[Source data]

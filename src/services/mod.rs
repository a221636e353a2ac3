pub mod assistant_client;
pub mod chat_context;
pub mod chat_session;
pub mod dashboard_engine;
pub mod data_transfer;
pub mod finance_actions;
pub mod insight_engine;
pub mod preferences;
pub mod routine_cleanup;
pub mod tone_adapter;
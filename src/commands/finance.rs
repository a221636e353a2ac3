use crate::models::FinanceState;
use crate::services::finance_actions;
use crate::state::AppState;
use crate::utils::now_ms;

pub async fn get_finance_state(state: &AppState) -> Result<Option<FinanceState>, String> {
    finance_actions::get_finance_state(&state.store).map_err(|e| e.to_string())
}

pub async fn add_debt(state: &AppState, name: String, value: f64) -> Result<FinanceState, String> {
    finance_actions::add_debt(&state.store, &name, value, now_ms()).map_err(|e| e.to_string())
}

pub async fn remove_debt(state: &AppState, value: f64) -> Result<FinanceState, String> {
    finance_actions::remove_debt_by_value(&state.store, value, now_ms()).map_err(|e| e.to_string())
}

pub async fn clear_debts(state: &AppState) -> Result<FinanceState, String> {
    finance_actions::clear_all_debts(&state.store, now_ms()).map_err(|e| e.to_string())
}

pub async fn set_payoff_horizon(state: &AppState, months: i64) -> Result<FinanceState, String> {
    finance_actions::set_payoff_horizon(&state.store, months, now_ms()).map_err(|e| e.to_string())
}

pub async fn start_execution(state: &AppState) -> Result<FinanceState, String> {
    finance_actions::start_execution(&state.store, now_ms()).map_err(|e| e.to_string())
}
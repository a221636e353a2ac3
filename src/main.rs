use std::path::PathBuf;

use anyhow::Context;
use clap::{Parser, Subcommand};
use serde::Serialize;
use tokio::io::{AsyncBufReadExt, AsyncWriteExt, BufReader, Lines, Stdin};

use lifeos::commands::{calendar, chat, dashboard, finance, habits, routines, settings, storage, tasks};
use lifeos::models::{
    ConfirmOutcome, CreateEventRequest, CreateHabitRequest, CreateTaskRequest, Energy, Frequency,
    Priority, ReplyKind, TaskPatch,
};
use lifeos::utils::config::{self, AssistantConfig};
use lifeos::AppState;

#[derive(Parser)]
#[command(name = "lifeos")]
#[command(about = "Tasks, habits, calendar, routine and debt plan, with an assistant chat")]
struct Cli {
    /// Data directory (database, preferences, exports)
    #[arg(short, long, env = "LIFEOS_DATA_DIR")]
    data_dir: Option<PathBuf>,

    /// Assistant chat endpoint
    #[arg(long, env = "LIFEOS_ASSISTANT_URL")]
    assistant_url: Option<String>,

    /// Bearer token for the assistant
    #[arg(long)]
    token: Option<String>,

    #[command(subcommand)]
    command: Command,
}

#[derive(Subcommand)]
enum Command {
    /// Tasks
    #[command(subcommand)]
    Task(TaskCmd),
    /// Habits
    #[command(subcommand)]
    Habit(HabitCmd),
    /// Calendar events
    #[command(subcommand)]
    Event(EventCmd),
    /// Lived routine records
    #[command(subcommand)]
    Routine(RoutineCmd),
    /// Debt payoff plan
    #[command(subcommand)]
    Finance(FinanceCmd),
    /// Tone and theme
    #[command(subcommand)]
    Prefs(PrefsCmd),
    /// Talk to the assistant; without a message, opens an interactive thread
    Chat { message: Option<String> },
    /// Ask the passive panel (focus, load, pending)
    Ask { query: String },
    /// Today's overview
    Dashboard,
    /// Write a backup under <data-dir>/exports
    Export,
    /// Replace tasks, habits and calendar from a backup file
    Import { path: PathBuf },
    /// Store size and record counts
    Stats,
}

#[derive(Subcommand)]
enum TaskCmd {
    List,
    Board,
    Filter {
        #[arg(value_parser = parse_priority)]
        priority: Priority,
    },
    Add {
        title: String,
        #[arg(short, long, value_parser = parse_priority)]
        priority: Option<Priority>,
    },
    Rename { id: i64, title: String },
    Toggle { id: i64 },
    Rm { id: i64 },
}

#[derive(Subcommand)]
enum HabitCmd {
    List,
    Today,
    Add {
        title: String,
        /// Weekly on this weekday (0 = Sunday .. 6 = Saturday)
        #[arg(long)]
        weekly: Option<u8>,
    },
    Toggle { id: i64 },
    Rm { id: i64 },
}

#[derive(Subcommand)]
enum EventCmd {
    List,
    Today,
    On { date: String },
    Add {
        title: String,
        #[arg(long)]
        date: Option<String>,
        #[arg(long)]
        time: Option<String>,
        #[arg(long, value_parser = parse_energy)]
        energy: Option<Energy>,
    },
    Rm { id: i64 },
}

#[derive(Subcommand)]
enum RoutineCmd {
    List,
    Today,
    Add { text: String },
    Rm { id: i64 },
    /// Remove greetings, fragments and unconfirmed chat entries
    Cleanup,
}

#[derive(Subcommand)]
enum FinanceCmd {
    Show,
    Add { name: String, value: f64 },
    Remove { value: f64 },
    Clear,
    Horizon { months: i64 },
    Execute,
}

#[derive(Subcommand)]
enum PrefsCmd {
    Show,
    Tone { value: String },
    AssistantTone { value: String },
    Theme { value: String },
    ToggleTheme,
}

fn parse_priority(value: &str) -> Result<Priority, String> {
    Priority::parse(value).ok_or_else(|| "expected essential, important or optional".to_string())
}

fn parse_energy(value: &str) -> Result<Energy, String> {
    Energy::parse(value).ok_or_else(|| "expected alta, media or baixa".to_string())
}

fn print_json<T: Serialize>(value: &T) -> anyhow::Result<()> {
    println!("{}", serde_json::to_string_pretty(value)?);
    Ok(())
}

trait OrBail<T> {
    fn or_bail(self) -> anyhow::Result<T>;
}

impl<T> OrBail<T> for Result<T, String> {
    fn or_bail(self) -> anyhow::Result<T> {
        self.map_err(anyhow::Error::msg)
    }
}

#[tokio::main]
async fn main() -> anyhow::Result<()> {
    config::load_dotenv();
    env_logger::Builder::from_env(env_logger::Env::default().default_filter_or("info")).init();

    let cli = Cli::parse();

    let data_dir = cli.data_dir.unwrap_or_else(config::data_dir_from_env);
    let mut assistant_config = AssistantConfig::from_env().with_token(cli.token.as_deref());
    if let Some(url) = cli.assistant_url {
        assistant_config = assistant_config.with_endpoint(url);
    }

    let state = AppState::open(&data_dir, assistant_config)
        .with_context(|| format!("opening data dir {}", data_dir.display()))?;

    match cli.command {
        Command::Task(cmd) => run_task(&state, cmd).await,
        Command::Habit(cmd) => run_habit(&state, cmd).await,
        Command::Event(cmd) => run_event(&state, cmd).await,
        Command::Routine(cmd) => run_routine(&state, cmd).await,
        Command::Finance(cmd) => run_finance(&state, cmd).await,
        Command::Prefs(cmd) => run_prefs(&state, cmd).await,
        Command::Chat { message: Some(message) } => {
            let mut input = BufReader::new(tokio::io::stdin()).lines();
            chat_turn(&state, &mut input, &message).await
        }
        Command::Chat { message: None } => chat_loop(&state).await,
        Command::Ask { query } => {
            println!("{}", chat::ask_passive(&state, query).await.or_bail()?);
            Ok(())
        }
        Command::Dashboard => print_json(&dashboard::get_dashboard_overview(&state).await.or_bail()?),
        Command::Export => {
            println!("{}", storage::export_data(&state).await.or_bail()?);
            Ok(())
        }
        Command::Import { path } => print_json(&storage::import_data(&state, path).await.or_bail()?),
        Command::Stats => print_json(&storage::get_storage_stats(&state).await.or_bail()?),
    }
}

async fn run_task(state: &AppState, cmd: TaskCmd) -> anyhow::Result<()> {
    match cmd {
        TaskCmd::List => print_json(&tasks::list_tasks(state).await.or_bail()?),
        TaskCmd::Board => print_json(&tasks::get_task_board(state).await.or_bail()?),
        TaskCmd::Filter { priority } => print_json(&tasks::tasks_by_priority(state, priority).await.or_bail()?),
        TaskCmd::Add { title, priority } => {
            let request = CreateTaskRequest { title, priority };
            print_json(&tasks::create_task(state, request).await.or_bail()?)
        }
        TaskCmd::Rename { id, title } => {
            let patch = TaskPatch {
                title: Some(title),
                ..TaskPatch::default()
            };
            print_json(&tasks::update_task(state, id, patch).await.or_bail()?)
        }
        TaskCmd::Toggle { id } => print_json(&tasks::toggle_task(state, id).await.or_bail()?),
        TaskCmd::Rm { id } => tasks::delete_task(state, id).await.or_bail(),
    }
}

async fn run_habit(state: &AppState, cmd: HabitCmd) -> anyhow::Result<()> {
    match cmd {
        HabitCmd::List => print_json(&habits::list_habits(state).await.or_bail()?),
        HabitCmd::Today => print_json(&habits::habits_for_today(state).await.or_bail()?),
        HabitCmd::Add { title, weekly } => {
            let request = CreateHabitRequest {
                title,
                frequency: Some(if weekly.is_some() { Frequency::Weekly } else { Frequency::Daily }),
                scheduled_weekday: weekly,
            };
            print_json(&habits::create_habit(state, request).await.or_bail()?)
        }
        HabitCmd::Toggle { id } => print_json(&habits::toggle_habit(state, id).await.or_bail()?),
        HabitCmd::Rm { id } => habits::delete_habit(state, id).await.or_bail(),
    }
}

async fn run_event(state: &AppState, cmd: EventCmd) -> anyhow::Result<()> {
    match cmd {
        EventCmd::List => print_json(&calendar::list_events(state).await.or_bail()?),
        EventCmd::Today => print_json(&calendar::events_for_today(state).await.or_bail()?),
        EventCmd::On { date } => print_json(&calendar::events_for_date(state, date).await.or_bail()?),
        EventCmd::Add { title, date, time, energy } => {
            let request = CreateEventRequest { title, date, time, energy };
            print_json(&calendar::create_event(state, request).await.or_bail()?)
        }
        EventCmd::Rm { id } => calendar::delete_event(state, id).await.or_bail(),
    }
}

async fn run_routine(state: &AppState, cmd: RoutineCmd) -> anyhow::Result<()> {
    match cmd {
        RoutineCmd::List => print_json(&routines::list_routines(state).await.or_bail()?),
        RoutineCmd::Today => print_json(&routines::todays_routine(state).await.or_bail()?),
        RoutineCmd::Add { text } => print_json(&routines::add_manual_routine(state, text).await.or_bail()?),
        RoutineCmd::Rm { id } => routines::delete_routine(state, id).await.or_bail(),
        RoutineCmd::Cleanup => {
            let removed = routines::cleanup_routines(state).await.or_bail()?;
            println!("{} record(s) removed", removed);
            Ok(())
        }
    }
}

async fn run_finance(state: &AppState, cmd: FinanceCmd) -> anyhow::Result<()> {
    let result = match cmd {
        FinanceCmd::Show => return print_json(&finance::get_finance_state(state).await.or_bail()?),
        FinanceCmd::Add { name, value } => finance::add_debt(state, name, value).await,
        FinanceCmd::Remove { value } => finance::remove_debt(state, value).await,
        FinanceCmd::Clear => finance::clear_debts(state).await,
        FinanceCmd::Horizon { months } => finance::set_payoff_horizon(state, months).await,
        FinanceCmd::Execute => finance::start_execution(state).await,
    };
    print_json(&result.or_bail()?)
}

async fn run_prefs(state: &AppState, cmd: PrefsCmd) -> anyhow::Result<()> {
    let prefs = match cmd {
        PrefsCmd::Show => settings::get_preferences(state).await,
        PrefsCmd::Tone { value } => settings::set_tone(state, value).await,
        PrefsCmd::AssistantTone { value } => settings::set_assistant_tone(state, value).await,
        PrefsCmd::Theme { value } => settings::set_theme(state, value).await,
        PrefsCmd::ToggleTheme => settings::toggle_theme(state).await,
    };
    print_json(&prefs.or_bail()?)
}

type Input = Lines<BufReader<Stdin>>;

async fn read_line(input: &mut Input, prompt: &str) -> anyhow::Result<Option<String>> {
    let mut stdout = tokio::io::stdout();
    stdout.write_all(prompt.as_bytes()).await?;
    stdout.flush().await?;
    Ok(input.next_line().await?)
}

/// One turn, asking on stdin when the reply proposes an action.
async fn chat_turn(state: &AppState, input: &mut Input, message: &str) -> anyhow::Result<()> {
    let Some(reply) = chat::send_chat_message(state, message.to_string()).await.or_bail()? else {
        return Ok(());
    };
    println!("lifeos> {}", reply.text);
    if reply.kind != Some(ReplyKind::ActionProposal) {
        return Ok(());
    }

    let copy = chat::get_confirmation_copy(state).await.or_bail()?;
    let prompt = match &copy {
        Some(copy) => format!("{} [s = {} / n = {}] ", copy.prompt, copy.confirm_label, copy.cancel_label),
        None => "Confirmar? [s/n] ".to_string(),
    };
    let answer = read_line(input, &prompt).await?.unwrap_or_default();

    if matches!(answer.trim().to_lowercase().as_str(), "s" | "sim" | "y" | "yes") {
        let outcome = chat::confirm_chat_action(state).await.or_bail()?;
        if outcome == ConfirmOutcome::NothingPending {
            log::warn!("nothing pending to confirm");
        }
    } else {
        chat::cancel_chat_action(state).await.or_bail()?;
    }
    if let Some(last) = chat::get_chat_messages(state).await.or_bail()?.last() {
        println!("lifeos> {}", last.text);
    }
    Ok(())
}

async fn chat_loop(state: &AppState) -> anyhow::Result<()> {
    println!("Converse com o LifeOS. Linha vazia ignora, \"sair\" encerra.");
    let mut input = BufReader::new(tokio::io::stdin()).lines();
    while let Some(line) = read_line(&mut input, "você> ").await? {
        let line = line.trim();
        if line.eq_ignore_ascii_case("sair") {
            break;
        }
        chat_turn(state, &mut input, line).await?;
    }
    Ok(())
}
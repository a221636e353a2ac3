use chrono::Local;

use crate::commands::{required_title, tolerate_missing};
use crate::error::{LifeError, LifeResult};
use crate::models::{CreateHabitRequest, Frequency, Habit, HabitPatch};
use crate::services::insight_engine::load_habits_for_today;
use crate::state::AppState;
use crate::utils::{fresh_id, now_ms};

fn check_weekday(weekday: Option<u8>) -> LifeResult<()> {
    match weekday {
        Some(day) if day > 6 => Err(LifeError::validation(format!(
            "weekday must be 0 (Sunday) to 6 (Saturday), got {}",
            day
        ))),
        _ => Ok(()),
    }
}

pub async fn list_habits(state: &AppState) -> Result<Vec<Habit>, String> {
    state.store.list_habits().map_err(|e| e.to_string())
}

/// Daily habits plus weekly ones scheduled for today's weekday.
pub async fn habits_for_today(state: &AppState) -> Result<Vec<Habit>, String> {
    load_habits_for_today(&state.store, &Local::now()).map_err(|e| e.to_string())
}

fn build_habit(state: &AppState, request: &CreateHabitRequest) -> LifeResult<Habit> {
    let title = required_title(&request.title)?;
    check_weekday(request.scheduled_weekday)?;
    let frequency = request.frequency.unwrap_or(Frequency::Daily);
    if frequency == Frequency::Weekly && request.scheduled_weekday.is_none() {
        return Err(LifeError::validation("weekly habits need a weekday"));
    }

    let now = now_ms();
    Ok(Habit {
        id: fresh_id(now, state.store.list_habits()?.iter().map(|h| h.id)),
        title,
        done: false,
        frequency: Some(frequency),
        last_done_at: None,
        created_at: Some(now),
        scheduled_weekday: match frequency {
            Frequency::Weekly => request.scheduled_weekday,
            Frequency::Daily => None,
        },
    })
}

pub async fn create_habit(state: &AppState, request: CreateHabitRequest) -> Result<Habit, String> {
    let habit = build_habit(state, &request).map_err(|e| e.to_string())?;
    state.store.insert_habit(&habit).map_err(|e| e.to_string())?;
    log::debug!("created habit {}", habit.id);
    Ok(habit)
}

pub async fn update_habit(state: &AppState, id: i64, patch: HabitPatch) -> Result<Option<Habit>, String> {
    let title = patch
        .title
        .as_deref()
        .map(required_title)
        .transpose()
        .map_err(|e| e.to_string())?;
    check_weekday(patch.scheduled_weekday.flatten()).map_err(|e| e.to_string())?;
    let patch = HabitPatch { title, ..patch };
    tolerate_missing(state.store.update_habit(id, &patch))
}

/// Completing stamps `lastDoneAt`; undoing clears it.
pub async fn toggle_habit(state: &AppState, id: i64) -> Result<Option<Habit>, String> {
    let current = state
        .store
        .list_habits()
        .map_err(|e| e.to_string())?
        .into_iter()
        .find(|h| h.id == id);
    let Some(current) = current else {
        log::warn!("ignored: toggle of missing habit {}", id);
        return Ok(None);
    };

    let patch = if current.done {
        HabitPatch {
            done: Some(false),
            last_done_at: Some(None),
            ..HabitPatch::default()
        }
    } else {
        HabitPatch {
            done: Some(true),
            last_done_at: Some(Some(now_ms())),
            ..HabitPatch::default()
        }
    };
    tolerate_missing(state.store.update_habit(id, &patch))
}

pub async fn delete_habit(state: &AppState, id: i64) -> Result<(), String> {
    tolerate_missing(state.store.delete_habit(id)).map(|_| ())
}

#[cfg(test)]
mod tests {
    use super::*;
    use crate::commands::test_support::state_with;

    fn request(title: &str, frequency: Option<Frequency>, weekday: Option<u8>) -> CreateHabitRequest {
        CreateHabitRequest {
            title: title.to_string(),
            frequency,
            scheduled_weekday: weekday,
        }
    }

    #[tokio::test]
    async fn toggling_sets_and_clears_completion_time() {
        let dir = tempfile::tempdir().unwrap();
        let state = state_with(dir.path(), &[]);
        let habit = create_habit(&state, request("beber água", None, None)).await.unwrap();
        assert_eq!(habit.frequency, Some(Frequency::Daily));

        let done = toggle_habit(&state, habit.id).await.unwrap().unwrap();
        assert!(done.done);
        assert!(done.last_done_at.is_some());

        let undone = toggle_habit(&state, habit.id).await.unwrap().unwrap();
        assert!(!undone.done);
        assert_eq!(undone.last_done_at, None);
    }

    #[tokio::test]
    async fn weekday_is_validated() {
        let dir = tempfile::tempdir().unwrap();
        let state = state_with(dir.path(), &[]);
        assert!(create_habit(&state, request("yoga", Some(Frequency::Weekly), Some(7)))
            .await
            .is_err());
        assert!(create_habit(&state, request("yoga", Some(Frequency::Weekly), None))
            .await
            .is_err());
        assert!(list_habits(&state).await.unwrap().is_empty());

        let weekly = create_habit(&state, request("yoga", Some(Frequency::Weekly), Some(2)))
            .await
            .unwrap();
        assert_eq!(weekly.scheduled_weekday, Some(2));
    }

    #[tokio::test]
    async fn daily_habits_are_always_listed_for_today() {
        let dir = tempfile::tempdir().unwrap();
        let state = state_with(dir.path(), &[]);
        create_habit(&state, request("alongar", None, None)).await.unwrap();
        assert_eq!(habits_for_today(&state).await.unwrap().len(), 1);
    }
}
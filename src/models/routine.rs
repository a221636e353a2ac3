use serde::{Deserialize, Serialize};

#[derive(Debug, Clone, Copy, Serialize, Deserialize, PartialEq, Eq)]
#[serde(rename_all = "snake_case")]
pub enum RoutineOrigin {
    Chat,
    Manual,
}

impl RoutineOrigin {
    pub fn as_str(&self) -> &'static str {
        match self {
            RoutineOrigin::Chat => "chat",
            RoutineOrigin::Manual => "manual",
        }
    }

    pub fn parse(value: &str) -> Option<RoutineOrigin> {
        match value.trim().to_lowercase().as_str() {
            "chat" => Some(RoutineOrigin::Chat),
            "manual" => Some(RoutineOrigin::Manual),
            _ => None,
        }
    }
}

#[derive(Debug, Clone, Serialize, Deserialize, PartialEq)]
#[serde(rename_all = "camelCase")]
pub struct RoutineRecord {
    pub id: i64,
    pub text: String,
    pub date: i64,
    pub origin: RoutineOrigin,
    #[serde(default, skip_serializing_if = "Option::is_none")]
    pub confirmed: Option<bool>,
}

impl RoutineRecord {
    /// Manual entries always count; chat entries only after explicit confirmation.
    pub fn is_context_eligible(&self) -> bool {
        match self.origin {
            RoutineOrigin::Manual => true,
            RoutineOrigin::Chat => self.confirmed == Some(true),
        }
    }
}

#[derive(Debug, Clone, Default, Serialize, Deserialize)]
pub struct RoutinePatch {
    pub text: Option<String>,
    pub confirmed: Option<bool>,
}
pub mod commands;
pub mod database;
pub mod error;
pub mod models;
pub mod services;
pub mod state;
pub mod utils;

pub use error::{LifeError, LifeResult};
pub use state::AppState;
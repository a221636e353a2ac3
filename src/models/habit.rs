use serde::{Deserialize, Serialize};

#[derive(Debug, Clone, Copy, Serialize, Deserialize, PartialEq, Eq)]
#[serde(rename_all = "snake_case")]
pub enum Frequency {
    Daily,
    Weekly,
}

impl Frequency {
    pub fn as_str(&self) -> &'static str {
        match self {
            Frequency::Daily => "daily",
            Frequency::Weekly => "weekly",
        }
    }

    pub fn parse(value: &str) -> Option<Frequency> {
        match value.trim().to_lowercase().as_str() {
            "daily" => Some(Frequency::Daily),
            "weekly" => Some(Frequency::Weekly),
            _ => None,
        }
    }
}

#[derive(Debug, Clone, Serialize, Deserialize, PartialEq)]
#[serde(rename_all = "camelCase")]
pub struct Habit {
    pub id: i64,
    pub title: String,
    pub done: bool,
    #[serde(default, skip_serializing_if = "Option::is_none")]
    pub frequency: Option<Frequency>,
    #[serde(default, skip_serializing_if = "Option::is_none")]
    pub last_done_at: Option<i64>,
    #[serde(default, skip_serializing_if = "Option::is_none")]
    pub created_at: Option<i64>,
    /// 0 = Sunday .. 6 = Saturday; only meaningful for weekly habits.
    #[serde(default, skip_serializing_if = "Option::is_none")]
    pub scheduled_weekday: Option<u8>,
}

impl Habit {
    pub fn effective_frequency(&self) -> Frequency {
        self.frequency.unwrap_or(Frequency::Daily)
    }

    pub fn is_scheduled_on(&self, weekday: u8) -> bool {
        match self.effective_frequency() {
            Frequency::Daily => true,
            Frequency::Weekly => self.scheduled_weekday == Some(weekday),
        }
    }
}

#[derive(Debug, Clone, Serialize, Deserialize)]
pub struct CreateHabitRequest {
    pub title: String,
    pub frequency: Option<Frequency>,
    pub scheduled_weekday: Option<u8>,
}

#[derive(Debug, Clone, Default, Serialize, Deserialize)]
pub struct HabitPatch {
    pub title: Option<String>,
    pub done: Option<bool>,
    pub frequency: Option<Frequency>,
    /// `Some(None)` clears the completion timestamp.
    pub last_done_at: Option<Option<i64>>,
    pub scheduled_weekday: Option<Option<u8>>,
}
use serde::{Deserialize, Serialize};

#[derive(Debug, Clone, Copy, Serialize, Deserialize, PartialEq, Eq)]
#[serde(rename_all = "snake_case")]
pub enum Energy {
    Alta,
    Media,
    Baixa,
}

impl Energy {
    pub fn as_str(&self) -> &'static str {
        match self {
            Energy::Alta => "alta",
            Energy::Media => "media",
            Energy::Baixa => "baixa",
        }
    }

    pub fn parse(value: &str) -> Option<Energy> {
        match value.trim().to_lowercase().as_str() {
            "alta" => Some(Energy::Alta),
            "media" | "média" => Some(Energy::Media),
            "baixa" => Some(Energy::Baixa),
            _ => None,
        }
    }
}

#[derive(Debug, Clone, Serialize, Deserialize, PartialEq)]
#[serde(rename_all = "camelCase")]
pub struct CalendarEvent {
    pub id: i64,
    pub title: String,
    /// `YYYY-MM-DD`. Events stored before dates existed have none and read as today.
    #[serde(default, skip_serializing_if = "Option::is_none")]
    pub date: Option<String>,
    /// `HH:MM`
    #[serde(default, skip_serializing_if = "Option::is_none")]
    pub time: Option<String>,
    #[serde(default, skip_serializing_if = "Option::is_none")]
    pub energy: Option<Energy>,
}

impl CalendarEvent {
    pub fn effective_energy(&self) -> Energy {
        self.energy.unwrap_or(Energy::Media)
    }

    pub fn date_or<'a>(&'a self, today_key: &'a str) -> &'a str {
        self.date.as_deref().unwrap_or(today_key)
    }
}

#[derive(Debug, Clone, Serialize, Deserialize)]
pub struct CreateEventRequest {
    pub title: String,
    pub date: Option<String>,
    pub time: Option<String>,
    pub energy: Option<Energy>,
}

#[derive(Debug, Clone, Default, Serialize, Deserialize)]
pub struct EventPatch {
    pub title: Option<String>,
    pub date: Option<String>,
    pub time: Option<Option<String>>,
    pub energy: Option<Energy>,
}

TASK DIRECTIONS. When you reach the line that contains "use crate::utils::now_ms;", stop; that line and every line before it, from the very first line of the data, should be restated word for word.

RESULT OF THIS TASK.
filename src/services/mod.rs
repository a221636e353a2ac3
pub mod assistant_client;
pub mod chat_context;
pub mod chat_session;
pub mod dashboard_engine;
pub mod data_transfer;
pub mod finance_actions;
pub mod insight_engine;
pub mod preferences;
pub mod routine_cleanup;
pub mod tone_adapter;
filename src/commands/finance.rs
repository a221636e353a2ac3
use crate::models::FinanceState;
use crate::services::finance_actions;
use crate::state::AppState;
use crate::utils::now_ms;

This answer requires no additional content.